# 2 Brothers Brewery & Bar



## RobW (16/9/08)

From today's Age:

http://www.theage.com.au/news/epicure/smal...1330696879.html


----------



## Fents (16/9/08)

Yep good on em i say, the more the merrier (literally) down this way.


----------



## therook (16/9/08)

Going to Mrs Parma's on Friday so i must give there beer a go

Rook


----------



## Snowdog (18/9/08)

"Older brother Andrew gained hands-on experience at the Diamond Knot Brewery in Seattle."

MMMmmm.... Diamond Knot brews.... Love their IPA.
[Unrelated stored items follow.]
//! WebSocket を使った MessagePusher 実装
//!
//! ## 責務
//!
//! - 接続中クライアントの `UnboundedSender` を管理
//! - クライアントへの通知送信（push_to, broadcast）
//!
//! WebSocket の生成は UI 層（`src/ui/handler/websocket.rs`）で行われます。
//! この実装は生成された sender を受け取り、送信のみを担当します。
//! 通知は fire-and-forget であり、到達不能なクライアントへの送信は
//! 警告ログを残してスキップされます（ベストエフォート配送）。

use std::collections::HashMap;

use async_trait::async_trait;
use tokio::sync::Mutex;

use crate::domain::{ClientId, MessagePushError, MessagePusher, PusherChannel};

/// WebSocket を使った MessagePusher 実装
pub struct WebSocketMessagePusher {
    /// 接続中クライアントの WebSocket sender
    clients: Mutex<HashMap<ClientId, PusherChannel>>,
}

impl WebSocketMessagePusher {
    pub fn new() -> Self {
        Self {
            clients: Mutex::new(HashMap::new()),
        }
    }
}

impl Default for WebSocketMessagePusher {
    fn default() -> Self {
        Self::new()
    }
}

#[async_trait]
impl MessagePusher for WebSocketMessagePusher {
    async fn register_client(&self, client_id: ClientId, sender: PusherChannel) {
        let mut clients = self.clients.lock().await;
        tracing::debug!("Client '{}' registered to MessagePusher", client_id.as_str());
        clients.insert(client_id, sender);
    }

    async fn unregister_client(&self, client_id: &ClientId) {
        let mut clients = self.clients.lock().await;
        clients.remove(client_id);
        tracing::debug!(
            "Client '{}' unregistered from MessagePusher",
            client_id.as_str()
        );
    }

    async fn push_to(&self, client_id: &ClientId, content: &str) -> Result<(), MessagePushError> {
        let clients = self.clients.lock().await;

        if let Some(sender) = clients.get(client_id) {
            sender
                .send(content.to_string())
                .map_err(|e| MessagePushError::PushFailed(e.to_string()))?;
            tracing::debug!("Pushed message to client '{}'", client_id.as_str());
            Ok(())
        } else {
            Err(MessagePushError::ClientNotFound(
                client_id.as_str().to_string(),
            ))
        }
    }

    async fn broadcast(
        &self,
        targets: Vec<ClientId>,
        content: &str,
    ) -> Result<(), MessagePushError> {
        let clients = self.clients.lock().await;

        for target in targets {
            if let Some(sender) = clients.get(&target) {
                // ブロードキャストでは一部の送信失敗を許容
                if let Err(e) = sender.send(content.to_string()) {
                    tracing::warn!(
                        "Failed to push message to client '{}': {}",
                        target.as_str(),
                        e
                    );
                } else {
                    tracing::debug!("Broadcasted message to client '{}'", target.as_str());
                }
            } else {
                tracing::warn!(
                    "Client '{}' not found during broadcast, skipping",
                    target.as_str()
                );
            }
        }

        Ok(())
    }
}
Got to try some 2 Brothers when I'm down south.....


----------



## seemax (18/9/08)

This place is only a few minutes drive from home, or more importantly a 20min walk 

$18 for 2L is good value, $4.50 a pint equivalent.

Might check them out this week.


----------



## PostModern (18/9/08)

Good on em. Hope they make a real go of it.
I remember seeing the pics of the tanks getting loaded onto the semis in Times Sqaure. Quite an exercise.


----------



## kenlock (16/1/09)

Took a trip up there today for lunch. 

Friday lunch special foot long bratwurst sausage (with sauerkraut, mustard and sauce in a long roll) and a pot for $6. Fantastic!

Beers were a German Pilsner (Taxi), Belgian Pale Ale (Rusty), American Brown Ale (Growler) and a Belgian Wit (Trickster). $4 each a pot. Which I thought was pretty reasonable. Cases $59 ,and you can get a 2L take away flip top Bottle/Jug for $18

Highlight was the half an hour, or so, Andrew spent showing me the brewery and explaining the process. There was only 2 on the tour (ironically) a factory worker (non brewer) and myself, yet he was more than happy to fully explain the entire process and how everything worked. All I did was casually ask if he would do a tour.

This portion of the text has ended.